Occupé de l’attente de revoir bientôt ma bonne Maman, je fis un peu de trêve à mes chimeres & le bonheur réel qui m’attendoit me dispensa d’en chercher dans mes visions. Non-seulement je la retrouvois, mais je retrouvois près d’elle & par elle un état agréable ; car elle marquoit m’avoir trouvé une occupation qu’elle espéroit qui me conviendroit & qui ne m’éloigneroit pas d’elle. Je m’épuisois en conjectures pour deviner quelle pouvoit être cette occupation & il auroit fallu deviner en effet pour rencontrer juste.

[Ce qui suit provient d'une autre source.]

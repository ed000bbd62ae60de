use anyhow::{Result, bail};
use image::DynamicImage;
use ndarray::{ArrayView1, ArrayView2, Axis, Ix3};
use tracing::{debug, instrument};

use crate::{
    arch::{Decoding, RecognitionArch},
    hub::{ModelConfig, ModelFiles},
    predictor::PredictorOptions,
    preprocess::{self, Normalization},
    session::OnnxSession,
};

/// Digits, ASCII letters, punctuation, currency signs and French accents.
pub const FRENCH_VOCAB: &str = concat!(
    "0123456789",
    "abcdefghijklmnopqrstuvwxyzABCDEFGHIJKLMNOPQRSTUVWXYZ",
    "!\"#$%&'()*+,-./:;<=>?@[\\]^_`{|}~",
    "°",
    "£€¥¢฿",
    "àâéèêëîïôùûüçÀÂÉÈÊËÎÏÔÙÛÜÇ",
);

pub struct RecognitionPredictor {
    arch: RecognitionArch,
    session: OnnxSession,
    input_size: (u32, u32),
    normalization: Normalization,
    vocab: Vec<char>,
    batch_size: usize,
}

impl RecognitionPredictor {
    pub fn load(
        arch: RecognitionArch,
        files: &ModelFiles,
        options: &PredictorOptions,
    ) -> Result<Self> {
        let spec = arch.spec();
        let config = ModelConfig::load(files.config.as_deref())?;
        let session = OnnxSession::load(&files.model, options.threads)?;

        let vocab: Vec<char> = config.vocab.as_deref().unwrap_or(FRENCH_VOCAB).chars().collect();
        if vocab.is_empty() {
            bail!("{arch}: model config declares an empty vocab");
        }

        Ok(Self {
            arch,
            session,
            input_size: config.input_size().unwrap_or(spec.input_size),
            normalization: Normalization {
                mean: config.mean.unwrap_or(spec.normalization.mean),
                std: config.std.unwrap_or(spec.normalization.std),
            },
            vocab,
            batch_size: options.reco_batch_size.max(1),
        })
    }

    /// Reads one word per crop, returning its text and confidence.
    #[instrument(level = "info", skip_all, fields(arch = %self.arch, crops = crops.len()))]
    pub fn predict(&mut self, crops: &[DynamicImage]) -> Result<Vec<(String, f32)>> {
        let mut words = Vec::with_capacity(crops.len());

        for batch in crops.chunks(self.batch_size) {
            // aspect ratio kept, padded bottom/right
            let inputs: Vec<_> = batch
                .iter()
                .map(|crop| preprocess::resize(crop, self.input_size, true, false).0)
                .collect();
            let tensor = preprocess::to_tensor(&inputs, self.input_size, &self.normalization);

            let output = self.session.run(tensor)?;
            let logits = output.into_dimensionality::<Ix3>()?;
            if logits.len_of(Axis(0)) != batch.len() {
                bail!(
                    "recognition returned {} sequences for {} crops",
                    logits.len_of(Axis(0)),
                    batch.len()
                );
            }

            for sequence in logits.outer_iter() {
                words.push(match self.arch.decoding() {
                    Decoding::Ctc => ctc_decode(sequence, &self.vocab),
                    Decoding::Attention => attention_decode(sequence, &self.vocab),
                });
            }
            debug!(batch = batch.len(), "batch recognized");
        }

        Ok(words)
    }
}

/// Argmax class of a logit row and its softmax probability.
fn best_class(logits: ArrayView1<f32>) -> (usize, f32) {
    let (index, max) = logits
        .iter()
        .copied()
        .enumerate()
        .fold((0, f32::NEG_INFINITY), |best, (i, v)| {
            if v > best.1 { (i, v) } else { best }
        });
    let denominator: f32 = logits.iter().map(|v| (v - max).exp()).sum();
    (index, 1.0 / denominator)
}

/// Greedy CTC decoding over `(steps, classes)` logits, blank being the last
/// class.
pub fn ctc_decode(logits: ArrayView2<f32>, vocab: &[char]) -> (String, f32) {
    let blank = vocab.len();
    let mut text = String::new();
    let mut confidence = f32::INFINITY;
    let mut previous = None;

    for step in logits.outer_iter() {
        let (index, prob) = best_class(step);
        confidence = confidence.min(prob);
        if previous != Some(index) && index != blank {
            if let Some(c) = vocab.get(index) {
                text.push(*c);
            }
        }
        previous = Some(index);
    }

    (text, if confidence.is_finite() { confidence } else { 0.0 })
}

/// Greedy decoding for heads emitting one class per position, stopping at
/// the end-of-sequence class `vocab.len()`.
pub fn attention_decode(logits: ArrayView2<f32>, vocab: &[char]) -> (String, f32) {
    let eos = vocab.len();
    let mut text = String::new();
    let mut confidence = f32::INFINITY;

    for position in logits.outer_iter() {
        let (index, prob) = best_class(position);
        confidence = confidence.min(prob);
        if index == eos {
            break;
        }
        if let Some(c) = vocab.get(index) {
            text.push(*c);
        }
    }

    (text, if confidence.is_finite() { confidence } else { 0.0 })
}

#[cfg(test)]
mod tests {
    use ndarray::Array2;

    use super::*;

    const VOCAB: [char; 3] = ['a', 'b', 'c'];

    /// Logits with a single strong class per row.
    fn one_hot(rows: &[usize], classes: usize) -> Array2<f32> {
        let mut logits = Array2::zeros((rows.len(), classes));
        for (row, &class) in rows.iter().enumerate() {
            logits[[row, class]] = 10.0;
        }
        logits
    }

    #[test]
    fn french_vocab_is_complete() {
        let vocab: Vec<char> = FRENCH_VOCAB.chars().collect();
        assert_eq!(vocab.len(), 10 + 52 + 32 + 1 + 5 + 26);
        assert!(vocab.contains(&'€'));
        assert!(vocab.contains(&'Ç'));
        assert!(vocab.contains(&'\\'));
    }

    #[test]
    fn softmax_probability_of_argmax() {
        let logits = ndarray::arr1(&[0.0f32, 0.0, 0.0, 0.0]);
        let (_, prob) = best_class(logits.view());
        assert!((prob - 0.25).abs() < 1e-6);

        let logits = ndarray::arr1(&[1.0f32, 3.0, 2.0]);
        let (index, prob) = best_class(logits.view());
        assert_eq!(index, 1);
        let expected = 3f32.exp() / (1f32.exp() + 3f32.exp() + 2f32.exp());
        assert!((prob - expected).abs() < 1e-6);
    }

    #[test]
    fn ctc_collapses_repeats_and_drops_blank() {
        // a a blank a b b blank c
        let logits = one_hot(&[0, 0, 3, 0, 1, 1, 3, 2], 4);
        let (text, confidence) = ctc_decode(logits.view(), &VOCAB);
        assert_eq!(text, "aabc");
        assert!(confidence > 0.99);
    }

    #[test]
    fn ctc_confidence_is_the_weakest_step() {
        let mut logits = one_hot(&[0, 1], 4);
        logits[[1, 1]] = 0.0;
        let (text, confidence) = ctc_decode(logits.view(), &VOCAB);
        assert_eq!(text, "a");
        assert!((confidence - 0.25).abs() < 1e-6);
    }

    #[test]
    fn attention_stops_at_eos() {
        // c a eos b
        let logits = one_hot(&[2, 0, 3, 1], 5);
        let (text, _) = attention_decode(logits.view(), &VOCAB);
        assert_eq!(text, "ca");
    }

    #[test]
    fn attention_ignores_confidence_after_eos() {
        let mut logits = one_hot(&[0, 3, 1], 5);
        logits[[2, 1]] = 0.0;
        let (text, confidence) = attention_decode(logits.view(), &VOCAB);
        assert_eq!(text, "a");
        assert!(confidence > 0.99);
    }

    #[test]
    fn attention_skips_special_classes() {
        // class 4 sits past the end-of-sequence index
        let logits = one_hot(&[4, 1, 3], 5);
        let (text, _) = attention_decode(logits.view(), &VOCAB);
        assert_eq!(text, "b");
    }

    #[test]
    fn empty_sequences_have_zero_confidence() {
        let logits = Array2::<f32>::zeros((0, 4));
        assert_eq!(ctc_decode(logits.view(), &VOCAB), (String::new(), 0.0));
        assert_eq!(attention_decode(logits.view(), &VOCAB), (String::new(), 0.0));
    }
}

J’avois suffisamment d’argent pour faire commodément la route. Mlle. du Châtelet vouloit que je prisse un cheval ; je n’y pus consentir & j’eus raison : j’aurois perdu le plaisir du dernier voyage pédestre que j’ai fait en ma vie ; car je ne peux donner ce nom aux excursions que je faisois souvent à mon voisinage, tandis que je demeurois à Motiers.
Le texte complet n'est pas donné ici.